Just another musing. Not strictly FPGA stuff, it's more like a general digital logic matter.
For serializing data, one can either use a shift register, shift and output the LSB or MSB at each cycle... or, we can use a multiplexer, and select the right bit at each cycle.
In your opinion, what is the better approach in terms of area and Fmax? Is there a break-even number of bits for which one becomes better than the other? How scalable (in terms of number of bits) one is compared to the other?
From what I've seen, dedicated serializers in FPGAs (but honestly I have only seen a bit of details for a limited number of models) tend to be a mix of both shift registers and multiplexers, cascaded in some way.
Your thoughts? (Again it's a general question about low-level implementation of serializers, not a question dealing with implementing serializers in HDL.)
Every so often I muse on this, too. Yes, it's weird.
Anyway.
The shift register approach fits in well with FPGA fabrics that have them in the slice, such as the Xilinx SRL32. There are no routing or area penalties. But! This is a "fake" shift register because it's actually implemented in the CLB as a mux.
The mux approach requires a counter to pick the desired output, and that counter has to be initialized prior to the start of shift process. Doing this with the load which precedes the shift makes sense. The code ends up looking like:
mux_based_serializer : process (clk, rst_l) is
begin
if rst_l = '0' then
bitcnt <= 0;
sr <= (others => '0');
elsif rising_edge(clk) then
if load = '1' then
sr <= loadvalue;
bitcnt <= MSB;
elsif bitcnt > 0 then
bitcnt <= bitcnt - 1;
end if;
end if;
end process mux_based_serializer;
outbit <= sr(bitcnt);
This has an advantage in that the bit select (for the mux) and the counter which drives the shift process are the same. The serializer idles when the counter indicates the last bit.

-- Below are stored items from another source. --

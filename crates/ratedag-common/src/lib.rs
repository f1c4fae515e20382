pub mod decimal;
pub mod error;
pub mod value;

pub use decimal::{round, Decimal, RoundingMode};
pub use error::{ErrorContext, ErrorKind, EvalResult, EvaluationError};
pub use value::Value;
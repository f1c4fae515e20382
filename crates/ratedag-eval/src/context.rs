//! The per-evaluation input context (`spec.md` §3 "Context").

use rustc_hash::FxHashMap;

use ratedag_common::Value;

/// Caller-supplied mapping from input names to values for one
/// evaluation. Keys not referenced by any INPUT node are permitted and
/// simply ignored; missing keys read back as `Value::Absent`.
#[derive(Debug, Clone, Default, PartialEq)]
pub struct Context {
    values: FxHashMap<String, Value>,
}

impl Context {
    pub fn new() -> Self {
        Self::default()
    }

    pub fn set(mut self, name: impl Into<String>, value: impl Into<Value>) -> Self {
        self.values.insert(name.into(), value.into());
        self
    }

    pub fn insert(&mut self, name: impl Into<String>, value: impl Into<Value>) {
        self.values.insert(name.into(), value.into());
    }

    /// Absent if the key was never supplied (`spec.md` §3).
    pub fn get(&self, name: &str) -> Value {
        self.values.get(name).cloned().unwrap_or(Value::Absent)
    }

    pub fn iter(&self) -> impl Iterator<Item = (&str, &Value)> {
        self.values.iter().map(|(k, v)| (k.as_str(), v))
    }
}

impl FromIterator<(String, Value)> for Context {
    fn from_iter<T: IntoIterator<Item = (String, Value)>>(iter: T) -> Self {
        Self {
            values: iter.into_iter().collect(),
        }
    }
}

#[cfg(test)]
mod tests {
    use super::*;

    #[test]
    fn missing_key_reads_absent() {
        let ctx = Context::new().set("a", 1i64);
        assert_eq!(ctx.get("b"), Value::Absent);
    }

    #[test]
    fn unreferenced_keys_are_tolerated() {
        let ctx = Context::new().set("unused", "whatever");
        assert_eq!(ctx.get("unused"), Value::Text("whatever".into()));
    }
}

The shift-register approach might look like it doesn't need the counter:
shiftreg_based_serializer : process (clk, rst_l) is
begin
if rst_l = '0' then
sr <= (others => '0');
elsif rising_edge(clk) then
if load = '1' then
sr <= loadvalue;
else
sr <= sr(sr'left - 1 downto 0) & '0';
end if;
end if;
end process shiftreg_based_serializer;
outbit <= sr(sr'left);
... but something has to manage when the shift register is loaded, and that's often a counter, or a state machine which has to know how many bits to shift so it knows when it can load the next word. So there's no savings there.
Expanding the length of the serializer is easily managed by changing a constant or generic which defines the number of bits and that's the same for both cases.
And that brings up the larger idea, which is that a serializer doesn't exist in a vacuum. It needs logic to control it and that all gets wrapped up into the design and might be hard to quantify.
I think using an SRL32 (or equivalent) might end up being the "fastest" and use the fewest routing resources. But my guess is that for rational shift registers (32 bits in length) neither approach "wins."